Death - "Politicians In My Eyes" (...For the Whole World to See)
Every time a reissue of a remarkable, lost record comes out, it’s difficult to resist the temptation to compile an amazed laundry-list of bands it mysteriously prefigures. Death’s …For the Whole World to See provokes such a response. Some licks sound like Husker Du. Some quivery vocals evoke H.R. of Bad Brains.
But better, perhaps, to view Death’s seven-song oeuvre as the logical bridging of a lacuna rather than a before-its-time aberration. Of course it makes sense that, in mid-’70s Detroit, three black brothers (Dannis, Bobby and David Hackney) might have gotten as into the Stooges and MC5 as into Funkadelic, that they might have synthesized the sounds of FM rock radio just as their white peers ransacked soul and funk. The Hackneys released a single, recorded and shelved an album, and then moved to Vermont with their family. They morphed into a reggae band. Time passed. The EP slowly acquired a cult record-collector following. Tapes were unearthed, and here we are.

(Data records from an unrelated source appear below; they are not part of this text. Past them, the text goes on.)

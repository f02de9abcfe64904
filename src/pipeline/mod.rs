//! Pipeline state: the ordered sequence of steps a user has chosen.
//!
//! A [`Pipeline`] is owned by one UI session. Steps are appended when the
//! user selects them, their inputs are edited in place, and deleting a
//! position really removes it, so the sequence handed to the execution
//! backend is exactly what the user sees.

mod summary;

pub use summary::{summarize, StepSummary};

use crate::catalog::{Catalog, TransformationStep, Validation};
use crate::error::{PrepError, Result};
use serde::{Deserialize, Serialize};

/// One chosen application of a catalog step, with raw input values.
///
/// Serializes to the wire shape `{"stepId": ..., "inputs": [...]}`.
#[derive(Debug, Clone, PartialEq, Eq, Serialize, Deserialize)]
pub struct PipelineStep {
    #[serde(rename = "stepId")]
    step_id: String,
    inputs: Vec<String>,
}

impl PipelineStep {
    /// A fresh step for the given catalog entry, inputs empty but sized to
    /// the step's arity.
    pub fn new(step: &TransformationStep) -> Self {
        Self {
            step_id: step.id().to_string(),
            inputs: vec![String::new(); step.input_count()],
        }
    }

    /// Identifier of the catalog entry this step applies.
    pub fn step_id(&self) -> &str {
        &self.step_id
    }

    /// Raw input values, in the step's input order.
    pub fn inputs(&self) -> &[String] {
        &self.inputs
    }
}

/// Ordered sequence of [`PipelineStep`], edited by one session.
#[derive(Debug, Clone, Default, PartialEq, Eq, Serialize, Deserialize)]
#[serde(transparent)]
pub struct Pipeline {
    steps: Vec<PipelineStep>,
}

impl Pipeline {
    /// An empty pipeline.
    pub fn new() -> Self {
        Self::default()
    }

    /// Append a step by catalog id, inputs initially empty.
    ///
    /// Returns the new step's position. The id must resolve; a pipeline
    /// never holds an identifier the catalog does not know.
    pub fn push(&mut self, catalog: &Catalog, step_id: &str) -> Result<usize> {
        let step = catalog
            .get(step_id)
            .ok_or_else(|| PrepError::UnknownStep(step_id.to_string()))?;
        self.steps.push(PipelineStep::new(step));
        Ok(self.steps.len() - 1)
    }

    /// Append a step with its input values supplied up front.
    ///
    /// The inputs must match the step's arity; rule validation is separate
    /// (see [`check`](Self::check)).
    pub fn push_with_inputs(
        &mut self,
        catalog: &Catalog,
        step_id: &str,
        inputs: Vec<String>,
    ) -> Result<usize> {
        let step = catalog
            .get(step_id)
            .ok_or_else(|| PrepError::UnknownStep(step_id.to_string()))?;
        if inputs.len() != step.input_count() {
            return Err(PrepError::InputCountMismatch {
                step: step_id.to_string(),
                expected: step.input_count(),
                got: inputs.len(),
            });
        }
        self.steps.push(PipelineStep {
            step_id: step.id().to_string(),
            inputs,
        });
        Ok(self.steps.len() - 1)
    }

    /// Overwrite one input value of the step at `position`.
    pub fn set_input(&mut self, position: usize, input: usize, value: impl Into<String>) -> Result<()> {
        let len = self.steps.len();
        let step = self
            .steps
            .get_mut(position)
            .ok_or(PrepError::PositionOutOfRange { position, len })?;
        let arity = step.inputs.len();
        let slot = step
            .inputs
            .get_mut(input)
            .ok_or(PrepError::PositionOutOfRange {
                position: input,
                len: arity,
            })?;
        *slot = value.into();
        Ok(())
    }

    /// Delete the step at `position` and return it.
    ///
    /// Later steps shift up; the removed step is gone from any subsequent
    /// submission.
    pub fn remove(&mut self, position: usize) -> Result<PipelineStep> {
        if position >= self.steps.len() {
            return Err(PrepError::PositionOutOfRange {
                position,
                len: self.steps.len(),
            });
        }
        Ok(self.steps.remove(position))
    }

    /// The steps, in execution order.
    pub fn steps(&self) -> &[PipelineStep] {
        &self.steps
    }

    pub fn iter(&self) -> impl Iterator<Item = &PipelineStep> {
        self.steps.iter()
    }

    pub fn len(&self) -> usize {
        self.steps.len()
    }

    pub fn is_empty(&self) -> bool {
        self.steps.is_empty()
    }

    /// Validate every step's inputs against the catalog, in order.
    ///
    /// Errors if any step no longer resolves or has drifted from its
    /// step's arity; both would be contract violations, not user input
    /// mistakes.
    pub fn check(&self, catalog: &Catalog) -> Result<Vec<Validation>> {
        self.steps
            .iter()
            .map(|step| catalog.validate(&step.step_id, &step.inputs))
            .collect()
    }
}

impl<'a> IntoIterator for &'a Pipeline {
    type Item = &'a PipelineStep;
    type IntoIter = std::slice::Iter<'a, PipelineStep>;

    fn into_iter(self) -> Self::IntoIter {
        self.steps.iter()
    }
}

Death’s music falls somewhere between ’70s hard rock and the more stripped-down, straightforward garage rock one might deem proto-punk. Obviously influenced by Cream and the Jimi Hendrix Experience, most of their songs span multiple parts and time signatures. “Let the World Turn” even features a drum solo. With the exception of that song, a reverby slow-jam, the album stays uptempo. It’s replete with wonderful, memorable moments, like “Freakin’ Out,” which mixes a classic-sounding garage riff with an unexpected chorus that sharply repeats the title phrase over a snare beat. “Rock-N-Roll Victim” avoids hard-rock cliché by augmenting the drums with handclaps.
There’s not a bad song in the bunch, but the songs from Death’s only official release are the clear highlights on …For the Whole World to See. “Keep On Knocking” is a simple, catchy rock song that gets all the elements right, particularly Bobby Hackney’s urgent vocals and David’s spot-on guitar solo. “Politicians In My Eyes,” the EP’s A-side, is masterful. Form meets content as Bobby alternately spits out and wails lyrics decrying hypocritical politicians. David’s guitars and Dannis’ drums, similarly, sound angry, accusatory. Fiercely energetic, it sounds so rooted in such a particular time and place that it has a kind of canonical familiarity, like something that’s been played on the radio for years.